Bem, por enquanto é só. A sessão de jogo foi muito boa e bastante instrutiva, mal posso esperar para jogar novamente. E dessa vez, com a lição de casa feita! 🙂
Suas reflexões são muito interessantes Pedro! Aprendi um bocado. Achei especialmente instigante a ideia de “postura de ator”. Lembrei de alguns jogos, especialmente os mais antigos, nos quais essa postura é completamente incentivada na medida em que desde o início o jogador sabe que está jogando um jogo. Nesa perspectiva o personagem deve servir para a sua diversão e não para te amarrar no jogo e fazer você deixar de se empolgar ou participar de algo. Em jogos mais antigos, especialmente as primeiras edições de D&D, por exemplo, li relatos de personagens que só ganhavam um nome após o 3º nível mais ou menos. Isso deve ser apenas uma brincadeira da velha guarda, mas é interessante para mostrar que o personagem é como se fosse um avatar do jogador no mundo de jogo. O jogador está incorporado no personagem para interagir no mundo e o mestre (mais um juiz de partida) colocava os desafios a serem enfrentados pelo grupo sendo os olhos e ouvidos do mesmo. É claro que coisas como alinhamento, afiliações etc. vão influenciar as decisões dos personagens, mas a decisão do jogador prevalece. Posteriormente regras voltadas para as perícias em demasia, nas quais os personagens operam no mundo devido a partir de mecânicas específicas, e não o jogador pela sua sagacidade, mudaram um pouco essa relação – o que foi mais radical foi a faca de dois gumes chamada de “primazia da interpretação” – você TEM que interpretar seu personagem de acordo e ganhar pontos por isso -> escapamos do gamismo? ;). Isso fez com que aventuras de solução de quebra-cabeças coletivos, engenhosidade do grupo e enigmas perdessem um pouco o seu brilho, diálogos, sacadas, astúcias e gambiarras “on the fly” foram substituidas por rolagens padronizadas somente baseada nas fichas e nas regras… Foi só uma reflexão que seu excelente relato de jogo me provocou, não sei se minha reflexão faz muito sentido, com certeza existem várias outras influências no desenvolvimento dos jogos que levam a diferentes maneiras de jogar… Estou meio sem tempo de participar mais do site novo, que está bem interessante. Espero mudar isso em breve 🙂
Muito obrigado pelo excelente comentário, Gabriel!Sua reflexão faz bastante sentido com o que tenho lido ultimamente, principalmente ao Big Model e seu gamismo, simulacionismo e narrativismo.

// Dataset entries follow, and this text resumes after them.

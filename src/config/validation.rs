//! Configuration validation, run at load time and before UpdateSettings is
//! accepted.

use std::collections::HashSet;

use anyhow::{Result, bail};

use super::AppConfig;

pub fn validate(config: &AppConfig) -> Result<()> {
    if config.model.is_empty() {
        bail!("model must not be empty");
    }
    if config.startup_volume > 10 {
        bail!("startupVolume must be between 0 and 10");
    }
    if config.session_timeout_minutes == 0 {
        bail!("sessionTimeoutMinutes must be at least 1");
    }
    if config.conversation_inactivity_timeout_seconds == 0 {
        bail!("conversationInactivityTimeoutSeconds must be at least 1");
    }
    if config.memory_cap == 0 {
        bail!("memoryCap must be at least 1");
    }
    if config.agents.is_empty() {
        bail!("at least one agent must be configured");
    }

    let mut wake_models = HashSet::new();
    for agent in &config.agents {
        if agent.name.is_empty() {
            bail!("agent name must not be empty");
        }
        if agent.wake_word_model.is_empty() {
            bail!("agent '{}': wakeWordModel must not be empty", agent.name);
        }
        if !wake_models.insert(&agent.wake_word_model) {
            bail!(
                "wake word model '{}' is assigned to more than one agent",
                agent.wake_word_model
            );
        }
        if !(0.1..=0.9).contains(&agent.wake_word_threshold) {
            bail!(
                "agent '{}': wakeWordThreshold {} outside [0.1, 0.9]",
                agent.name,
                agent.wake_word_threshold
            );
        }
        if !(1..=10).contains(&agent.wake_word_trigger_level) {
            bail!(
                "agent '{}': wakeWordTriggerLevel {} outside [1, 10]",
                agent.name,
                agent.wake_word_trigger_level
            );
        }
        if let Some(temperature) = agent.temperature {
            if !(0.0..=2.0).contains(&temperature) {
                bail!(
                    "agent '{}': temperature {} outside [0.0, 2.0]",
                    agent.name,
                    temperature
                );
            }
        }
        if agent.voice.is_empty() {
            bail!("agent '{}': voice must not be empty", agent.name);
        }
    }
    Ok(())
}

#[cfg(test)]
mod tests {
    use super::*;
    use crate::config::AgentConfig;

    #[test]
    fn test_threshold_bounds() {
        let mut config = AppConfig::default();
        config.agents[0].wake_word_threshold = 0.1;
        validate(&config).unwrap();
        config.agents[0].wake_word_threshold = 0.9;
        validate(&config).unwrap();
        config.agents[0].wake_word_threshold = 0.05;
        assert!(validate(&config).is_err());
        config.agents[0].wake_word_threshold = 0.95;
        assert!(validate(&config).is_err());
    }

    #[test]
    fn test_trigger_level_bounds() {
        let mut config = AppConfig::default();
        config.agents[0].wake_word_trigger_level = 1;
        validate(&config).unwrap();
        config.agents[0].wake_word_trigger_level = 10;
        validate(&config).unwrap();
        config.agents[0].wake_word_trigger_level = 0;
        assert!(validate(&config).is_err());
        config.agents[0].wake_word_trigger_level = 11;
        assert!(validate(&config).is_err());
    }

    #[test]
    fn test_duplicate_wake_models_rejected() {
        let mut config = AppConfig::default();
        config.agents.push(AgentConfig::default());
        assert!(validate(&config).is_err());
    }

    #[test]
    fn test_empty_agent_list_rejected() {
        let mut config = AppConfig::default();
        config.agents.clear();
        assert!(validate(&config).is_err());
    }

    #[test]
    fn test_volume_bound() {
        let mut config = AppConfig::default();
        config.startup_volume = 11;
        assert!(validate(&config).is_err());
    }
}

O hobby começou com o gamismo, mas ele também possuia raízes de narrativismo no início. No entanto, alguma coisa ocorreu na década de 80 em que o papel do RPG mudou: agora ele era um mundo imaginativo que você imergia e agia apenas com o conhecimento que seu personagem tinha. O sistema deixava de ser uma interface para você jogador se divertir, e passou a ser um “simulador de física”, e a postura de ator, ao invés do ator que utilizei, passou a ser incentivada como a “maneira certa de jogar RPG”. Somente recentemente na década de 90, por causa de nomes como Robin D. Laws e Johnantan Tweet, voltou-se a olhar o RPG como um jogo movido pelas pessoas que estão jogando e não por personagens, e essa revolução foi o que causou o “boom” de sistemas narrativistas no começo e meio da década de 2000.Não é que exista um jeito certo ou errado de se jogar, mas muitas vezes estamos tão presos ao texto do livro que fica difícil experimentar técnicas diferentes. E pra mim o Burning Wheel está sendo um playground onde estou testando tudo o que posso, e examinando o resultado dessas técnicas na diversão, tanto minha quanto do meu grupo. E por enquanto o resultado está sendo extremamente positivo!Valeu mesmo e pode ter certeza que se você quiser postar algo por aqui, a casa é sua também! 🙂
Com o “comentário post” do Gabriel, acho que fica o convite para juntar-se, assim que puder, ao ForjaRPG.Sempre respeitei muito as opiniões do Gabriel, que foi o meu maior mentor quando o assunto é RPG Indie, me introduzindo neste mundo fantástico e incutindo discutir o que acontece em mesa, não necessariamente as teorias por trás do processo todo.Não existe jeito certo ou errado de jogar, mas existem diferentes formas que se adequam melhor a determinados grupos.As pessoas com as quais jogo ainda estão muito habituadas a sistemas fechados, onde as regras possuem um grande peso, mesmo quando não se jogam muitos dados.Jogar algo mais aberto exige um grupo maduro a procura de algo novo ou um grupo completamente inexperiente galgando seus primeiros passos no RPG.Minha modesta opinião.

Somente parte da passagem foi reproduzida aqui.